[[ PROVIDED INFORMATION, beginning ]]
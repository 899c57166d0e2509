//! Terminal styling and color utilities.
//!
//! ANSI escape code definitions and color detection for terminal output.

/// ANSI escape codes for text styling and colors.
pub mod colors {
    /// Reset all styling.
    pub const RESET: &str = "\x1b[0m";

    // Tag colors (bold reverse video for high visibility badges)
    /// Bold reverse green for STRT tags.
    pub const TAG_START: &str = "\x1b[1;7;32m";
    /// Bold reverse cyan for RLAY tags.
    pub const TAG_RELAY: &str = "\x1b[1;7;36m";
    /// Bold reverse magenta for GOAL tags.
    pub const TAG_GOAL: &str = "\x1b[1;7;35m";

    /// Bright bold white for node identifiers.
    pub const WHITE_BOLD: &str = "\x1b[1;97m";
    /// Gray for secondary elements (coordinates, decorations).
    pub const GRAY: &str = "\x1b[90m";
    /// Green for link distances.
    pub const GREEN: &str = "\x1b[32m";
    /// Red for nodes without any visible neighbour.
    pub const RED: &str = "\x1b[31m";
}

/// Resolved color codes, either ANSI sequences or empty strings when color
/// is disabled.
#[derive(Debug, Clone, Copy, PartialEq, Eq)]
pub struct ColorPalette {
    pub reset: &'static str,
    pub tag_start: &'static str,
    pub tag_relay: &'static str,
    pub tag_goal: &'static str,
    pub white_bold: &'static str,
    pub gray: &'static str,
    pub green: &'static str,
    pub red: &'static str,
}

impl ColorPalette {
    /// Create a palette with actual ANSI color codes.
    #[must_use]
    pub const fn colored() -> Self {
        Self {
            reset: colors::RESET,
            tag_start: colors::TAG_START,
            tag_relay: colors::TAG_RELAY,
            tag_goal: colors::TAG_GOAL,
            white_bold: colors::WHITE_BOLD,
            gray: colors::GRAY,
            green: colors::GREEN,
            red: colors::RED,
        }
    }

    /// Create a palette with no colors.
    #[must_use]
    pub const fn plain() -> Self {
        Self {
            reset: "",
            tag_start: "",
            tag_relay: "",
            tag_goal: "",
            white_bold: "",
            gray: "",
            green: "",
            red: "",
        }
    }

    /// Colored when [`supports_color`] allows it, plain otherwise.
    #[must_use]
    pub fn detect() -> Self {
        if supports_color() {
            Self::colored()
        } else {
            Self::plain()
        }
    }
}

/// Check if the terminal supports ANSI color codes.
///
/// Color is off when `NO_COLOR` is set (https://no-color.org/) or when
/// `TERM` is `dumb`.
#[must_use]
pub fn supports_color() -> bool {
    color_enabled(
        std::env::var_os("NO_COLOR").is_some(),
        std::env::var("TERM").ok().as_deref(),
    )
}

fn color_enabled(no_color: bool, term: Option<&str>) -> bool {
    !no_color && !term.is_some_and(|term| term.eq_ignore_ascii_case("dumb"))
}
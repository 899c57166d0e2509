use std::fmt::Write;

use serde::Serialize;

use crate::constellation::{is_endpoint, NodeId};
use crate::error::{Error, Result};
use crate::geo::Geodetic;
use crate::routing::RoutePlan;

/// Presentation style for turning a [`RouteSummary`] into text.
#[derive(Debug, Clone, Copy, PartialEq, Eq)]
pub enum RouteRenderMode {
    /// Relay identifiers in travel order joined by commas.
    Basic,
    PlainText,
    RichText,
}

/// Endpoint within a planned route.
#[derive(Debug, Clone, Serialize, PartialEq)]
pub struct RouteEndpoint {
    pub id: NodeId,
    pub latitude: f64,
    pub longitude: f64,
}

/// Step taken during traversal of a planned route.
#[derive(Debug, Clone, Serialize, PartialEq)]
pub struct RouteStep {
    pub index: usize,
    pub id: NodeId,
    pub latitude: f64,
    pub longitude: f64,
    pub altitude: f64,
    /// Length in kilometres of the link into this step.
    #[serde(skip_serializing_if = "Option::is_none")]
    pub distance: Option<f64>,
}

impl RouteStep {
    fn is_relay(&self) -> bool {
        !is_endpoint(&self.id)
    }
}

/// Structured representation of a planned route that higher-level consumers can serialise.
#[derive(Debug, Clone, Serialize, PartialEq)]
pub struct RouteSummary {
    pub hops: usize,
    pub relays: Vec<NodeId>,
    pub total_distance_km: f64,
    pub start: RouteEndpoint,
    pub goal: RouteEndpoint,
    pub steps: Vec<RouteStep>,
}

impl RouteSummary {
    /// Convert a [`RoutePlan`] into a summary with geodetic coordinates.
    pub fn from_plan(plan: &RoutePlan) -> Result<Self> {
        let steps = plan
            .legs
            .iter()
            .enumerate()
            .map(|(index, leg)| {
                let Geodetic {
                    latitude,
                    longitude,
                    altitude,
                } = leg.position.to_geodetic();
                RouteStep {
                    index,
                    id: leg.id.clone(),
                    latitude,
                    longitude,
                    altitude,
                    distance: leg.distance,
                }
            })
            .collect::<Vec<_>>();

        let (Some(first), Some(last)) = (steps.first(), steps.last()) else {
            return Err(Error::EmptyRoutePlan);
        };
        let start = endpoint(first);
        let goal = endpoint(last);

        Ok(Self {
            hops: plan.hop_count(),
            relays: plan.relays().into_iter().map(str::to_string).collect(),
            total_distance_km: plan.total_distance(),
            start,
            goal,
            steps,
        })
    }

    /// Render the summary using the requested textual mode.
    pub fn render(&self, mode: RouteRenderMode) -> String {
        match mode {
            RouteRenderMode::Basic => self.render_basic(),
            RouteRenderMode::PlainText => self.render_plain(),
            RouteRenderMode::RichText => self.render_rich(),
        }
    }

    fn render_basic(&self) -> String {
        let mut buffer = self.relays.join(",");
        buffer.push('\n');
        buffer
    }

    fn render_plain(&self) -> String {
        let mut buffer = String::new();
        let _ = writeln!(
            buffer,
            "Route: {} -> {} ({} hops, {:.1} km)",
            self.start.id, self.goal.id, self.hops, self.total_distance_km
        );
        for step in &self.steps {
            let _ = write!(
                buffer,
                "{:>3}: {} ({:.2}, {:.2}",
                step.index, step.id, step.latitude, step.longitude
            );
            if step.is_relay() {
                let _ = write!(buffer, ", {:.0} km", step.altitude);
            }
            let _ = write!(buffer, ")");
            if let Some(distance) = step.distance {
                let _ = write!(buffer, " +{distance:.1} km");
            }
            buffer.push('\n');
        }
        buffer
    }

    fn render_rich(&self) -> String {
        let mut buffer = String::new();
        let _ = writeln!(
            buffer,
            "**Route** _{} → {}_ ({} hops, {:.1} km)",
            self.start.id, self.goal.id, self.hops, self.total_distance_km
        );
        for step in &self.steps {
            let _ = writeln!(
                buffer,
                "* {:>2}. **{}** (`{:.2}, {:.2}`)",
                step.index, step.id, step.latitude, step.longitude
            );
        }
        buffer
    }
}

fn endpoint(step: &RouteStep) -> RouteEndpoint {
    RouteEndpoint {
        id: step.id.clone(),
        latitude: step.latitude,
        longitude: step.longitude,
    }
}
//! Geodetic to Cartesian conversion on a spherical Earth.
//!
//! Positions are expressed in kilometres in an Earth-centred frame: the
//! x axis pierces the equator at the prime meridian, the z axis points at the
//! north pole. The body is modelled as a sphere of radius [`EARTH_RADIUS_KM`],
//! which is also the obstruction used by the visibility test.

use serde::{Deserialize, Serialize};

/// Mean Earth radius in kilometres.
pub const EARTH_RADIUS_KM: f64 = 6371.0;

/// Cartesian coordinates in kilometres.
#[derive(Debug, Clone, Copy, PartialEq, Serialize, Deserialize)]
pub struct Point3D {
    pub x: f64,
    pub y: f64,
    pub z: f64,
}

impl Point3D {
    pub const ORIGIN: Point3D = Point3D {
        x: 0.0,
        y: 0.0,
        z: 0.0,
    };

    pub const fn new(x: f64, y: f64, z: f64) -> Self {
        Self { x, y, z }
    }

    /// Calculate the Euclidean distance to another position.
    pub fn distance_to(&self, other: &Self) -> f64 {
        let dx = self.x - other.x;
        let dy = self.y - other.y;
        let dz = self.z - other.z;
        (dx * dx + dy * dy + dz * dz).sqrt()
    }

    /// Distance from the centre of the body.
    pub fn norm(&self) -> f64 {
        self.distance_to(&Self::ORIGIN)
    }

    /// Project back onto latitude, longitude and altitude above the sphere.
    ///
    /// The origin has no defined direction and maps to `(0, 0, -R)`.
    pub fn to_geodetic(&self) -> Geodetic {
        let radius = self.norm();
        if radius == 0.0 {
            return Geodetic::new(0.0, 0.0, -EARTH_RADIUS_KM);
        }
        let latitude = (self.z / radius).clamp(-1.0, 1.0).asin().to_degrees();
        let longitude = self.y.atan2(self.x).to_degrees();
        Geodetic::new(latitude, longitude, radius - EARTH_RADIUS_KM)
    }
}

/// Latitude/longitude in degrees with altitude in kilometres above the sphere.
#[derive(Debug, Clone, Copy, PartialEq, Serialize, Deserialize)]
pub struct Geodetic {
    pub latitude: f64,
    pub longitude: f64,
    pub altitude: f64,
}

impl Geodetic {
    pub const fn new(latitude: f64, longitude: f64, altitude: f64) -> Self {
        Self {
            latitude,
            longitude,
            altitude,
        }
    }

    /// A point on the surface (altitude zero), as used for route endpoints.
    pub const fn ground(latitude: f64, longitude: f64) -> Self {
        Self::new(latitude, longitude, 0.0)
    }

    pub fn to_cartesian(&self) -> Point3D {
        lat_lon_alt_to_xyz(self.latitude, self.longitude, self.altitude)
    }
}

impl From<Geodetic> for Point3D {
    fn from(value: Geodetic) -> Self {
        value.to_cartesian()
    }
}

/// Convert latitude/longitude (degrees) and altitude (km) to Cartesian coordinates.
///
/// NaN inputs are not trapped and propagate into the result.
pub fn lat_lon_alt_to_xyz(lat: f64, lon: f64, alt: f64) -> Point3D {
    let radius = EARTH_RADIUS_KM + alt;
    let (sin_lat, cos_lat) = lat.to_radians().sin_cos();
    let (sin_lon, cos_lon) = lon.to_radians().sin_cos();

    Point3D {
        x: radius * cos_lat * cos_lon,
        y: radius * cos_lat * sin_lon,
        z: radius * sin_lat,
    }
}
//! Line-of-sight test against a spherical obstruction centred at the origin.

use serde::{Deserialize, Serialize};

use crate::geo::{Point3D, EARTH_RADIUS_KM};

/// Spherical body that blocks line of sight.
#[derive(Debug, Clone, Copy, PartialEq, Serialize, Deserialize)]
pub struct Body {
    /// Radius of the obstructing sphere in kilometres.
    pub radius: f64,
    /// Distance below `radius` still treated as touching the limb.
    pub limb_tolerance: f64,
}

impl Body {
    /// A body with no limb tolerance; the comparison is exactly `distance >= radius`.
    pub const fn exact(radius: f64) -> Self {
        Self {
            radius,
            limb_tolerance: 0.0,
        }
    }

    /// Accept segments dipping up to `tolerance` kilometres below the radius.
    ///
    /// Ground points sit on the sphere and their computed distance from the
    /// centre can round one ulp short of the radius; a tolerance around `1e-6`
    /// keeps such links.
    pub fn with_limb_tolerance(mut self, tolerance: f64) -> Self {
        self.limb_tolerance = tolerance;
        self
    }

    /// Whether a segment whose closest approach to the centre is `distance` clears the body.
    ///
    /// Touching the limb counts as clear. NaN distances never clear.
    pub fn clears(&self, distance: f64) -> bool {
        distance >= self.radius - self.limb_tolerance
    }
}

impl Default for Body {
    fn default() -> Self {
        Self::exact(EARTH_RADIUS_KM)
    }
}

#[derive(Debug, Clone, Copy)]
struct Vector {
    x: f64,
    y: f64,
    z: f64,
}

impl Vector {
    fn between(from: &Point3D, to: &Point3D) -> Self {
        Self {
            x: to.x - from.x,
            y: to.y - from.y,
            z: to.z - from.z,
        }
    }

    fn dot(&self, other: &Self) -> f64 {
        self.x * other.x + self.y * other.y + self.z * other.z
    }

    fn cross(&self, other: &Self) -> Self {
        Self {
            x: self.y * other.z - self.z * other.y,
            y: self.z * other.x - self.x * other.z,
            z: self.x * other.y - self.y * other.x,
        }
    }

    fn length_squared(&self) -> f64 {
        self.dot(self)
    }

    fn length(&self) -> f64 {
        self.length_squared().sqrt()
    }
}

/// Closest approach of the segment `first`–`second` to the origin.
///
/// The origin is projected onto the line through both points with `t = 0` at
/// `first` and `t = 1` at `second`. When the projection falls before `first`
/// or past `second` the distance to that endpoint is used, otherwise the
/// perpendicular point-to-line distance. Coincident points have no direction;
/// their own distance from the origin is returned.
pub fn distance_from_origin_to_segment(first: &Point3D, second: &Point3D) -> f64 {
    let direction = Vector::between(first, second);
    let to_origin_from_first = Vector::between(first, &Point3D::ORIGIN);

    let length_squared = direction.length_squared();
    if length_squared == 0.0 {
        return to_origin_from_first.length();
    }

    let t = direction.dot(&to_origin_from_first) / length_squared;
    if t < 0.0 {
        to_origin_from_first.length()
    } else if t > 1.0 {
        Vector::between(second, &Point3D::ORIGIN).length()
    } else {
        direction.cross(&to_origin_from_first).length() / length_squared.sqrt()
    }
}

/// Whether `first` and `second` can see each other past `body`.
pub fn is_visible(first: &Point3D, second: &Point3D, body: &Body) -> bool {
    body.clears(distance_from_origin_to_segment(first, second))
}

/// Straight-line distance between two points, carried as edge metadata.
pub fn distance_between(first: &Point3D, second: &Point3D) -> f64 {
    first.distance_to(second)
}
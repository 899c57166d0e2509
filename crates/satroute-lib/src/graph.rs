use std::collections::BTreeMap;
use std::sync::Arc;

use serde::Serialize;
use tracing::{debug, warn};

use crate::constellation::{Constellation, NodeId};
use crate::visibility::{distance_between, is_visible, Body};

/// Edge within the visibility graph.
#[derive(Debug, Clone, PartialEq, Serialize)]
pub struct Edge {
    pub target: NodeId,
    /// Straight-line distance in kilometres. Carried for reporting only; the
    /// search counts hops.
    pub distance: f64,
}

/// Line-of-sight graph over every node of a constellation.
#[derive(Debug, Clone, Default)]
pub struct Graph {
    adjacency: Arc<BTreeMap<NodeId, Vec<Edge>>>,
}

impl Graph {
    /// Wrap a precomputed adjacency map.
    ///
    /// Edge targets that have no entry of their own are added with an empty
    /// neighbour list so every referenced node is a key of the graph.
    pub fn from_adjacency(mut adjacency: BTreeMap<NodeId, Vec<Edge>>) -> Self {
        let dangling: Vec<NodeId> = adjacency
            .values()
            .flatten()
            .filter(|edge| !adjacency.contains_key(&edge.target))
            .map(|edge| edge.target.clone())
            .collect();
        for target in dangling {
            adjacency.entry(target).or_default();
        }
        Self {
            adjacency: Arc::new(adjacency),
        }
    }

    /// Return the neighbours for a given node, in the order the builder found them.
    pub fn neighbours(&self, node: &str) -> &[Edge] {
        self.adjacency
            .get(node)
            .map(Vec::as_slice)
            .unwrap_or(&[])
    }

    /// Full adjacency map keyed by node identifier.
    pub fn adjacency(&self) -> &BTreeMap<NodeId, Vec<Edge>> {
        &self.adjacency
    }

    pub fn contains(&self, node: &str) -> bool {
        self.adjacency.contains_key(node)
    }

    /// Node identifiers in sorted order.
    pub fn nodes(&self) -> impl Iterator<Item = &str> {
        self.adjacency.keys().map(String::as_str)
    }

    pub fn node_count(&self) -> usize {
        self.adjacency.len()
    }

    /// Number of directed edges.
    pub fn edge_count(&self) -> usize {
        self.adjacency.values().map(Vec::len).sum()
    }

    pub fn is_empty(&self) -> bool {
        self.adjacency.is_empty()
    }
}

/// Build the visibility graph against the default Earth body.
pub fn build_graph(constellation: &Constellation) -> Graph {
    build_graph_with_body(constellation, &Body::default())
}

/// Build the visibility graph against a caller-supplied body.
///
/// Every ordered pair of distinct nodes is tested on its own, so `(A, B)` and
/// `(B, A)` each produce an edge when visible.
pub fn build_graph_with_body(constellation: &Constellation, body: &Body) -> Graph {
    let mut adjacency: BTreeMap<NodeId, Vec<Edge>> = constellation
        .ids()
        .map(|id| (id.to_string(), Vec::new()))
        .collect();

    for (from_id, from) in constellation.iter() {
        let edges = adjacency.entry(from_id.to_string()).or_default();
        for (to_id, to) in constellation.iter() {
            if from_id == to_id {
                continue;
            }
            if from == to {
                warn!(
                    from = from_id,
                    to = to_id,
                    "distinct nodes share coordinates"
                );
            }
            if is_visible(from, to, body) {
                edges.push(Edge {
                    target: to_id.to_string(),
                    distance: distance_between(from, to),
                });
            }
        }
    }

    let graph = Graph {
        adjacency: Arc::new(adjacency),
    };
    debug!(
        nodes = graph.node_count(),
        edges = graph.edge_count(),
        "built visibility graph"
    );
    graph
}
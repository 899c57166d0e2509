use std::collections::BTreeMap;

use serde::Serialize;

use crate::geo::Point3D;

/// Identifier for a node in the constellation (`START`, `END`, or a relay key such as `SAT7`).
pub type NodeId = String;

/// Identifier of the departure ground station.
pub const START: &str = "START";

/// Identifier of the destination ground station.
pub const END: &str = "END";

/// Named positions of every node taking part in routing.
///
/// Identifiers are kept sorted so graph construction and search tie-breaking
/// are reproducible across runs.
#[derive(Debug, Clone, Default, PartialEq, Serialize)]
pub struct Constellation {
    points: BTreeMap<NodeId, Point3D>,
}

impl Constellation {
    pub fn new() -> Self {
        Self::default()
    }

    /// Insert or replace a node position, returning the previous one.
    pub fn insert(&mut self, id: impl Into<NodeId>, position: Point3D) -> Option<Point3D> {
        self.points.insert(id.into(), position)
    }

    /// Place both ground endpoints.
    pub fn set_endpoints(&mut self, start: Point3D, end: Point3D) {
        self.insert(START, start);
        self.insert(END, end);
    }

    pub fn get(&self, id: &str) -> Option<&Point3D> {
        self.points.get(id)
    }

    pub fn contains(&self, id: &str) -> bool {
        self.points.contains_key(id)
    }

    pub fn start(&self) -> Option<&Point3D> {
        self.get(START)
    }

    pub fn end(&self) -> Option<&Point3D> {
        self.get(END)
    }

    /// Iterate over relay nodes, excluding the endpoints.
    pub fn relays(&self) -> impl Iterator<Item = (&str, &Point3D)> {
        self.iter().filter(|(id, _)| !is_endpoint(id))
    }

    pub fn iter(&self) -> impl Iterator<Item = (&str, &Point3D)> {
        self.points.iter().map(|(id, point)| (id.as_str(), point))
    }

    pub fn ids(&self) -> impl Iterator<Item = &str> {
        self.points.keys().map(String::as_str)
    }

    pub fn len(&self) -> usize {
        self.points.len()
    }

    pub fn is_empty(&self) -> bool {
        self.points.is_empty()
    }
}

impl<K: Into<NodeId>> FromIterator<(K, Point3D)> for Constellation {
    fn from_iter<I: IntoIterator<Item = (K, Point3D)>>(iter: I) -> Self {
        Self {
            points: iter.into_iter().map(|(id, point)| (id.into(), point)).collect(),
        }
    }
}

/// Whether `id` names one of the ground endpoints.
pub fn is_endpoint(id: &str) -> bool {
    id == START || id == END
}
[[ PROVIDED INFORMATION, end ]]
Only the number is wanted here. Please work out how many lines of the records contain "push".

ANSWER AREA =
3